Me and the devil
Comparisons between C. S. Lewis’s The Screwtape Letters and Thomas Davis’s The Devil Likes to Sing are inevitable, but I can’t go there. When I tried reading Screwtape years ago, I just couldn’t get into it. (Let me assure the Lewis fans who just gasped in horror that I have read many of his other books.)
Timothy McFarland, the narrator of The Devil Likes to Sing, is ABD from the University of Chicago Divinity School. Despite his failure to get a dissertation approved by his doctoral committee, he hangs around Hyde Park, developing a career as a hack writer of schmaltzy gift books. When his wife walks out on him over his self-possession and selfishness, the devil starts showing up. The devil sometimes looks like John F. Kennedy, sometimes takes on other guises, and sometimes appears to McFarland the way he shows up for the rest of us: merely in his head.
The devil may have been a fallen angel, but in Davis’s version the devil is not a complete unbeliever. He accepts the idea of the incarnation, which he saw as a liability when applied to himself—it limited him in time and space. The devil not only likes to sing: he likes church, even the Eucharist. The reason the devil likes church seems based on his own conceit that he has something to say about how the church does its business.
The devil, as it turns out, teaches McFarland a few things about theology. He lectures him on Origen's flesh-denying theology, on Anselm's famous explanation of the incarnation—which in reality was about Jesus' atonement (Cur Deus Homo)—on Calvin's Institutes, and on the consequences of a very real but limited free will.
McFarland manages to get in a few religious jabs of his own. He grew up in southern Methodism, where getting your heart strangely warmed was what really mattered. But his wife is from a Catholic background, so the Episcopal church seemed a good compromise. McFarland notes this contradiction in the Episcopal Church: the Book of Common Prayer is infused with Augustinianism, but Episcopal preaching is Pelagian through and through. He lampoons his Catholic in-laws' predilection for shrines to the saints and his evangelical parents' corny ideas about evangelism.

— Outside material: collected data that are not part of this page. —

//! RescueRx API server
//!
//! Run with: cargo run -p rescuerx-web --bin rescuerx-server

use rescuerx_web::{config::RescueConfig, init_tracing, router::build_router, state::AppState};
use std::net::SocketAddr;
use tracing::info;

#[tokio::main]
async fn main() -> anyhow::Result<()> {
    let config = RescueConfig::load()?;
    init_tracing(&config.logging.filter);
    config.log_origin();

    info!("Starting RescueRx server...");
    info!("Version: {}", env!("CARGO_PKG_VERSION"));

    let addr: SocketAddr = config.server.bind.parse()?;
    let state = AppState::from_config(config)?;
    info!("Documents: {}", state.context.source().describe());
    info!("Static files: {}", state.config.server.static_dir);

    let app = build_router(state);

    let listener = tokio::net::TcpListener::bind(addr).await?;
    info!("Server listening on http://{}", addr);
    axum::serve(listener, app).await?;

    Ok(())
}
//! Shared fixtures for RescueRx tests.
//!
//! Two upstream pipelines produce the documents the adapters read:
//!
//! - the summary-centric layout (`glioblastoma_*`): one `evidence/summary.json`
//!   carrying `evidence_per_drug`, plus a structured trial registry;
//! - the split layout (`depression_*`, `breast_cancer_*`): separate
//!   literature / molecular / FAERS documents keyed under `results` or
//!   per-bucket maps.

use serde_json::{json, Value};

// ── Summary-centric pipeline ─────────────────────────────────────────────────

pub fn glioblastoma_candidates() -> Value {
    json!({
        "disease": "glioblastoma",
        "total_compounds_scored": 1520,
        "timing_ms": 842,
        "stats": { "dropped": 2 },
        "candidates": [
            { "drug_name": "BEVACIZUMAB", "kg_percentile": 99.1, "kg_z_score": 3.4, "kg_rank": 1, "status": "dropped" },
            { "drug_name": "VALPROIC ACID", "kg_percentile": 97.8, "kg_z_score": 2.9, "kg_rank": 2, "status": "active" },
            { "drug_name": "CHLOROQUINE", "kg_percentile": 95.2, "kg_z_score": 2.5, "kg_rank": 3, "status": "active" },
            { "drug_name": "DISULFIRAM", "kg_percentile": 93.0, "kg_z_score": 2.2, "kg_rank": 4, "status": "dropped" },
            { "drug_name": "METFORMIN", "kg_percentile": 90.4, "kg_z_score": 1.9, "kg_rank": 5, "status": "active" }
        ]
    })
}

pub fn glioblastoma_summary() -> Value {
    json!({
        "disease": "glioblastoma",
        "total_citations": 64,
        "total_cost_usd": 3.75,
        "evidence_per_drug": {
            "BEVACIZUMAB": {
                "kg_percentile": 99.1,
                "literature": {
                    "evidence_level": "STRONG",
                    "mechanism": "Anti-VEGF antibody normalizes tumour vasculature",
                    "safety": "Hemorrhage risk in 2-5% of patients",
                    "key_findings": ["Median PFS improved to 10.6 months in AVAglio"],
                    "ongoing_trials_2024_2026": [
                        "NCT04704154 (Phase II combination with lomustine)",
                        "ChiCTR2100045566 low-dose regimen"
                    ]
                },
                "molecular": { "estimated_tanimoto": 0.12, "class": "Monoclonal antibody" },
                "strengths": ["Response rate of 28% in recurrent GBM"],
                "weaknesses": ["No overall survival benefit in Phase III"],
                "advocate_ammunition": ["FDA accelerated approval in 2009 for recurrent GBM"],
                "skeptic_ammunition": ["AVAglio and RTOG 0825 both failed on overall survival"]
            },
            "VALPROIC ACID": {
                "kg_percentile": 97.8,
                "literature": { "evidence_level": "MODERATE", "citation_count": 12 },
                "strengths": ["HDAC inhibition sensitizes GBM cells to temozolomide"],
                "weaknesses": ["Retrospective survival signal only"]
            }
        },
        "court_recommendations": {
            "advocate_ammunition": ["Business-driven termination of NCT01234567 left efficacy untested"],
            "skeptic_ammunition": "Blood-brain barrier penetration is poor for antibodies"
        }
    })
}

pub fn glioblastoma_trials() -> Value {
    json!({
        "results": {
            "BEVACIZUMAB": {
                "classification": "SAFETY",
                "interpretation": "Multiple trials halted for bleeding",
                "trials": [
                    { "nct_id": "NCT00345163", "phases": ["PHASE2"], "status": "COMPLETED", "failure_category": "NONE" },
                    { "nct_id": "NCT00943826", "phases": ["PHASE3"], "status": "TERMINATED", "failure_category": "SAFETY", "why_stopped": "Hemorrhage events" },
                    { "nct_id": "NCT01351740", "phases": ["PHASE1", "PHASE2"], "status": "TERMINATED", "failure_category": "BUSINESS/LOGISTICS", "why_stopped": "Sponsor merger" }
                ]
            },
            "DISULFIRAM": {
                "classification": "NO_TRIALS",
                "interpretation": "No registered trials for glioblastoma",
                "trials": []
            }
        }
    })
}

pub fn glioblastoma_verdicts() -> Value {
    json!({
        "disease": "glioblastoma",
        "verdicts": [
            {
                "drug_name": "BEVACIZUMAB",
                "rescue_score": 75,
                "verdict": "RECOMMEND FOR RESCUE",
                "dimension_scores": { "kg_signal": 91, "trial_safety": 60, "faers_signal": 70, "literature": 85, "molecular": 40 },
                "strengths": ["Strong KG signal at the 99th percentile", "Phase II response rate of 28%"],
                "risks": ["Hemorrhage risk", "No overall survival benefit"],
                "confidence": "80%",
                "timeline_estimate": "3-5 years",
                "next_steps": ["Run a biomarker-selected Phase II", "Characterise BBB penetration", "Model dosing"],
                "investment_recommendation": "Fund a biomarker-driven Phase II study"
            },
            {
                "drug_name": "VALPROIC ACID",
                "rescue_score": 55,
                "verdict": "CONDITIONAL",
                "dimension_scores": { "kg_signal": 80, "literature": 60 },
                "strengths": ["Cheap and widely available"],
                "risks": ["Hepatotoxicity at high doses"],
                "confidence": 0.6,
                "next_steps": ["Retrospective cohort analysis"]
            },
            {
                "drug_name": "DISULFIRAM",
                "rescue_score": 0,
                "verdict": "INSUFFICIENT DATA"
            }
        ],
        "dissenting_notes": {
            "disagreement_with_skeptic": "The survival endpoint is not the only relevant endpoint",
            "disagreement_with_advocate": ["Accelerated approval does not imply efficacy"]
        }
    })
}

// ── Split-document pipeline ──────────────────────────────────────────────────

pub fn depression_candidates() -> Value {
    json!([
        { "drug": "KETAMINE", "percentile": 98.5, "z_score": 3.1, "rank": 1 },
        { "drug": "PSILOCYBIN", "percentile": 96.0, "z_score": 2.7, "rank": 2 },
        { "drug": "PRAMIPEXOLE", "percentile": 92.3, "z_score": 2.0, "rank": 3 }
    ])
}

pub fn depression_literature() -> Value {
    json!({
        "total_citations": 41,
        "total_cost_usd": 1.2,
        "results": {
            "PRAMIPEXOLE": {
                "evidence_level": "MODERATE",
                "recommendation": "PURSUE",
                "mechanism": "D2/D3 agonism targets anhedonia",
                "clinical_evidence": {
                    "response_rate": "Response rate of 68% vs 20% placebo in an RCT",
                    "short": "n=20",
                    "ongoing_2024_2026": ["NCT05123456 PAX-D trial recruiting", "tiny"]
                },
                "known_clinical_data": {
                    "safety_notes": "Impulse control disorders reported in Parkinson's use",
                    "trials": ["Phase II showed rapid onset within 2 weeks", "small"]
                },
                "why_abandoned": "Patent expiry removed commercial incentive",
                "key_strengths": ["Dopaminergic mechanism addresses anhedonia directly"],
                "weaknesses": ["Small trials, underpowered"]
            }
        },
        "strategic_notes": {
            "advocate_ammunition": "PAX-D is the largest trial of a dopamine agonist in depression",
            "skeptic_ammunition": "Effect sizes shrink in larger samples",
            "court_considerations": "Consider publication bias in small RCTs"
        }
    })
}

pub fn depression_molecular() -> Value {
    json!({
        "advocate_ammunition": "Pramipexole is structurally novel among antidepressants",
        "results": {
            "PRAMIPEXOLE": {
                "smiles": "CCCNC1CCC2=C(C1)SC(=N2)N",
                "interpretation": "Aminothiazole dopamine agonist",
                "structurally_novel": true,
                "database_hits": [
                    { "drug_name": "ROPINIROLE", "tanimoto": 0.31, "interpretation": "Low similarity" },
                    { "drug_name": "PRAMIPEXOLE", "tanimoto": 1.0 },
                    { "drug_name": "ROTIGOTINE", "tanimoto": 0.42, "interpretation": "Moderate similarity" }
                ],
                "advantages": ["Oral bioavailability above 90%"],
                "disadvantages": ["Nausea in a third of patients"]
            },
            "KETAMINE": {
                "most_similar_approved_drug": "ESKETAMINE (S-enantiomer)",
                "estimated_tanimoto": 0.95,
                "structural_similarity_to_approved": "HIGH",
                "class": "NMDA antagonist"
            }
        }
    })
}

pub fn depression_faers() -> Value {
    json!({
        "total_faers_reports": 182000,
        "interpretation": "Two drugs show inverse depression signals",
        "results": {
            "KETAMINE": { "drug_total_reports": 5200, "report_count": 41, "has_inverse_signal": true, "best_ror": 0.3, "faers_interpretation": "Inverse signal", "protection_pct": 70 },
            "PRAMIPEXOLE": { "drug_total_reports": 8800, "report_count": 130, "ror": 2.1, "has_positive_signal": true, "interpretation": "Risk signal" },
            "PSILOCYBIN": { "drug_total_reports": 40, "report_count": 0, "ror": 0 }
        },
        "strategic_notes": {
            "advocate_ammunition": "Ketamine users report 70% less depression (ROR 0.3)",
            "skeptic_ammunition": "FAERS reporting bias inflates inverse signals"
        }
    })
}

pub fn breast_cancer_faers() -> Value {
    json!({
        "total_faers_reports": 91000,
        "advocate_summary": "Metformin shows a protective FAERS signal (ROR 0.45)",
        "skeptic_summary": "Healthy-user bias confounds metformin signals",
        "repurposing_candidates": {
            "METFORMIN": {
                "drug_total_reports": 12000, "report_count": 88, "ror": 0.45,
                "has_inverse_signal": true, "protection_pct": 55,
                "interpretation": "Protective",
                "advocate_ammunition": ["Protective ROR of 0.45 across 88 co-reports"],
                "skeptic_ammunition": ["Confounded by diabetes status"]
            },
            "ASPIRIN": { "drug_total_reports": 3000, "report_count": 5 },
            "note": "not a drug"
        },
        "established_drugs": {
            "TAMOXIFEN": { "drug_total_reports": 20000, "report_count": 900, "ror": 1.8, "interpretation": "Expected risk" }
        },
        "insufficient_data": {
            "STATIN X": { "drug_total_reports": 10, "report_count": 0 }
        }
    })
}

/// `n` distinct fragments long enough to pass the debate length filter.
pub fn fragments(prefix: &str, n: usize) -> Vec<String> {
    (1..=n)
        .map(|i| format!("{prefix} argument number {i} about the candidate"))
        .collect()
}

The devil encourages McFarland to take up a more serious writing career, to write life as he really sees it—or is it life as the devil sees it? The two later take a day trip to the suburbs together, where McFarland witnesses something (I won't spoil this part of the story for you) that reveals the devil for what he really is.
The Devil Likes to Sing is laugh-out-loud funny at places and clever throughout. It is—as McFarland's estranged wife describes his own book—"quirky fun in some spots, sad in others."
Perhaps I should now try reading The Screwtape Letters again, don’t you think?